[Required action]
Return only the stretch of the material below that begins with the line containing "and feature segments" and ends with the line containing "bottom-left, top-left, centre.", exactly; both of those lines belong to it.

[The data]

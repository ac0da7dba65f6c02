//! Tile kinds, their fixed layouts, and rotation.
//!
//! This module contains:
//! - `TileKind`: the 24 tile designs of the base game and how many of each exist
//! - `TileLayout`: terrain and feature connectivity of a design before rotation
//! - `Tile`: a concrete tile with a rotation and an optional meeple
//!
//! Connectivity inside a tile is data, not geometry: every position carries a
//! segment number, and positions with the same segment belong to the same
//! feature. This captures things like the thin strip of field under a castle
//! wall, which a pure 3x3 neighbourhood rule cannot express.

use crate::coord::GridDirection;
use crate::player::PlayerId;
use crate::terrain::TerrainType;
use serde::{Deserialize, Serialize};

const C: TerrainType = TerrainType::Fortification;
const P: TerrainType = TerrainType::Path;
const K: TerrainType = TerrainType::Cloister;
const F: TerrainType = TerrainType::Field;
const O: TerrainType = TerrainType::Other;

/// Terrain and feature segments of a tile design, indexed by `GridDirection::index`
#[derive(Debug, Clone, Copy, PartialEq, Eq)]
pub struct TileLayout {
    pub terrain: [TerrainType; 9],
    pub segments: [u8; 9],
}

impl TileLayout {
    const fn new(terrain: [TerrainType; 9], segments: [u8; 9]) -> Self {
        Self { terrain, segments }
    }
}

/// Tile designs.
///
/// Layout arrays are in `GridDirection::ALL` order:
/// top, right, bottom, left, top-right, bottom-right, bottom-left, top-left, centre.
#[derive(Debug, Clone, Copy, PartialEq, Eq, Hash, Serialize, Deserialize)]
pub enum TileKind {
    /// Monastery surrounded by fields
    Monastery,
    /// Monastery with a road leaving at the bottom
    MonasteryRoad,
    /// Castle covering the whole tile
    CastleCenter,
    /// Castle wall on top, straight road from left to right
    CastleWallRoad,
    /// Castle wall on top, fields elsewhere
    CastleWall,
    /// Castle running from left to right through the middle
    CastleTube,
    /// Castle running from left to right through the middle, with emblem
    CastleTubeEmblem,
    /// Two separate castle walls on top and bottom
    CastleSides,
    /// Two separate castle walls on top and left
    CastleSidesEdge,
    /// Castle wall on top, road curving from right to bottom
    CastleWallCurveRight,
    /// Castle wall on top, road curving from left to bottom
    CastleWallCurveLeft,
    /// Castle wall on top, roads leaving right, bottom and left
    CastleWallJunction,
    /// Castle filling the top-left half
    CastleEdge,
    /// Castle filling the top-left half, with emblem
    CastleEdgeEmblem,
    /// Castle filling the top-left half, road curving from right to bottom
    CastleEdgeRoad,
    /// Castle filling the top-left half, road curving from right to bottom, with emblem
    CastleEdgeRoadEmblem,
    /// Castle open on top, left and right
    CastleThreeSides,
    /// Castle open on top, left and right, with emblem
    CastleThreeSidesEmblem,
    /// Castle open on top, left and right, road leaving at the bottom
    CastleThreeSidesRoad,
    /// Castle open on top, left and right, road leaving at the bottom, with emblem
    CastleThreeSidesRoadEmblem,
    /// Straight road from left to right
    Road,
    /// Road curving from left to bottom
    RoadCurve,
    /// Three roads meeting at a junction
    RoadJunctionSmall,
    /// Four roads meeting at a crossroads
    RoadJunctionLarge,
}

impl TileKind {
    /// All tile designs
    pub const ALL: [TileKind; 24] = [
        TileKind::Monastery,
        TileKind::MonasteryRoad,
        TileKind::CastleCenter,
        TileKind::CastleWallRoad,
        TileKind::CastleWall,
        TileKind::CastleTube,
        TileKind::CastleTubeEmblem,
        TileKind::CastleSides,
        TileKind::CastleSidesEdge,
        TileKind::CastleWallCurveRight,
        TileKind::CastleWallCurveLeft,
        TileKind::CastleWallJunction,
        TileKind::CastleEdge,
        TileKind::CastleEdgeEmblem,
        TileKind::CastleEdgeRoad,
        TileKind::CastleEdgeRoadEmblem,
        TileKind::CastleThreeSides,
        TileKind::CastleThreeSidesEmblem,
        TileKind::CastleThreeSidesRoad,
        TileKind::CastleThreeSidesRoadEmblem,
        TileKind::Road,
        TileKind::RoadCurve,
        TileKind::RoadJunctionSmall,
        TileKind::RoadJunctionLarge,
    ];

    /// Base layout before rotation
    pub fn layout(self) -> TileLayout {
        match self {
            TileKind::Monastery => {
                TileLayout::new([F, F, F, F, F, F, F, F, K], [0, 0, 0, 0, 0, 0, 0, 0, 1])
            }
            TileKind::MonasteryRoad => {
                TileLayout::new([F, F, P, F, F, F, F, F, K], [0, 0, 1, 0, 0, 0, 0, 0, 2])
            }
            TileKind::CastleCenter => TileLayout::new([C; 9], [0; 9]),
            TileKind::CastleWallRoad => {
                TileLayout::new([C, P, F, P, F, F, F, F, P], [0, 1, 2, 1, 3, 2, 2, 3, 1])
            }
            TileKind::CastleWall => {
                TileLayout::new([C, F, F, F, F, F, F, F, F], [0, 1, 1, 1, 1, 1, 1, 1, 1])
            }
            TileKind::CastleTube | TileKind::CastleTubeEmblem => {
                TileLayout::new([F, C, F, C, F, F, F, F, C], [0, 1, 2, 1, 0, 2, 2, 0, 1])
            }
            TileKind::CastleSides => {
                TileLayout::new([C, F, C, F, F, F, F, F, F], [0, 1, 2, 1, 1, 1, 1, 1, 1])
            }
            TileKind::CastleSidesEdge => {
                TileLayout::new([C, F, F, C, F, F, F, F, F], [0, 1, 1, 2, 1, 1, 1, 1, 1])
            }
            TileKind::CastleWallCurveRight => {
                TileLayout::new([C, P, P, F, F, F, F, F, P], [0, 1, 1, 2, 2, 3, 2, 2, 1])
            }
            TileKind::CastleWallCurveLeft => {
                TileLayout::new([C, F, P, P, F, F, F, F, P], [0, 1, 2, 2, 1, 1, 3, 1, 2])
            }
            TileKind::CastleWallJunction => {
                TileLayout::new([C, P, P, P, F, F, F, F, O], [0, 1, 2, 3, 4, 5, 6, 4, 7])
            }
            TileKind::CastleEdge | TileKind::CastleEdgeEmblem => {
                TileLayout::new([C, F, F, C, F, F, F, C, C], [0, 1, 1, 0, 1, 1, 1, 0, 0])
            }
            TileKind::CastleEdgeRoad | TileKind::CastleEdgeRoadEmblem => {
                TileLayout::new([C, P, P, C, F, F, F, C, P], [0, 1, 1, 0, 2, 3, 2, 0, 1])
            }
            TileKind::CastleThreeSides | TileKind::CastleThreeSidesEmblem => {
                TileLayout::new([C, C, F, C, C, F, F, C, C], [0, 0, 1, 0, 0, 1, 1, 0, 0])
            }
            TileKind::CastleThreeSidesRoad | TileKind::CastleThreeSidesRoadEmblem => {
                TileLayout::new([C, C, P, C, C, F, F, C, C], [0, 0, 1, 0, 0, 2, 3, 0, 0])
            }
            TileKind::Road => {
                TileLayout::new([F, P, F, P, F, F, F, F, P], [0, 1, 2, 1, 0, 2, 2, 0, 1])
            }
            TileKind::RoadCurve => {
                TileLayout::new([F, F, P, P, F, F, F, F, P], [0, 0, 1, 1, 0, 0, 2, 0, 1])
            }
            TileKind::RoadJunctionSmall => {
                TileLayout::new([F, P, P, P, F, F, F, F, O], [0, 1, 2, 3, 0, 4, 5, 0, 6])
            }
            TileKind::RoadJunctionLarge => {
                TileLayout::new([P, P, P, P, F, F, F, F, O], [0, 1, 2, 3, 4, 5, 6, 7, 8])
            }
        }
    }

    /// Whether the castle on this tile carries an emblem (pennant)
    pub fn has_emblem(self) -> bool {
        matches!(
            self,
            TileKind::CastleCenter
                | TileKind::CastleTubeEmblem
                | TileKind::CastleEdgeEmblem
                | TileKind::CastleEdgeRoadEmblem
                | TileKind::CastleThreeSidesEmblem
                | TileKind::CastleThreeSidesRoadEmblem
        )
    }

    /// Number of copies in the base game, including the start tile
    pub fn standard_count(self) -> usize {
        match self {
            TileKind::Monastery => 4,
            TileKind::MonasteryRoad => 2,
            TileKind::CastleCenter => 1,
            TileKind::CastleWallRoad => 4,
            TileKind::CastleWall => 5,
            TileKind::CastleTube => 1,
            TileKind::CastleTubeEmblem => 2,
            TileKind::CastleSides => 3,
            TileKind::CastleSidesEdge => 2,
            TileKind::CastleWallCurveRight => 3,
            TileKind::CastleWallCurveLeft => 3,
            TileKind::CastleWallJunction => 3,
            TileKind::CastleEdge => 3,
            TileKind::CastleEdgeEmblem => 2,
            TileKind::CastleEdgeRoad => 3,
            TileKind::CastleEdgeRoadEmblem => 2,
            TileKind::CastleThreeSides => 3,
            TileKind::CastleThreeSidesEmblem => 1,
            TileKind::CastleThreeSidesRoad => 1,
            TileKind::CastleThreeSidesRoadEmblem => 2,
            TileKind::Road => 8,
            TileKind::RoadCurve => 9,
            TileKind::RoadJunctionSmall => 4,
            TileKind::RoadJunctionLarge => 1,
        }
    }
}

[Problem solution]
/// Terrain and feature segments of a tile design, indexed by `GridDirection::index`
#[derive(Debug, Clone, Copy, PartialEq, Eq)]
pub struct TileLayout {
    pub terrain: [TerrainType; 9],
    pub segments: [u8; 9],
}

impl TileLayout {
    const fn new(terrain: [TerrainType; 9], segments: [u8; 9]) -> Self {
        Self { terrain, segments }
    }
}

/// Tile designs.
///
/// Layout arrays are in `GridDirection::ALL` order:
/// top, right, bottom, left, top-right, bottom-right, bottom-left, top-left, centre.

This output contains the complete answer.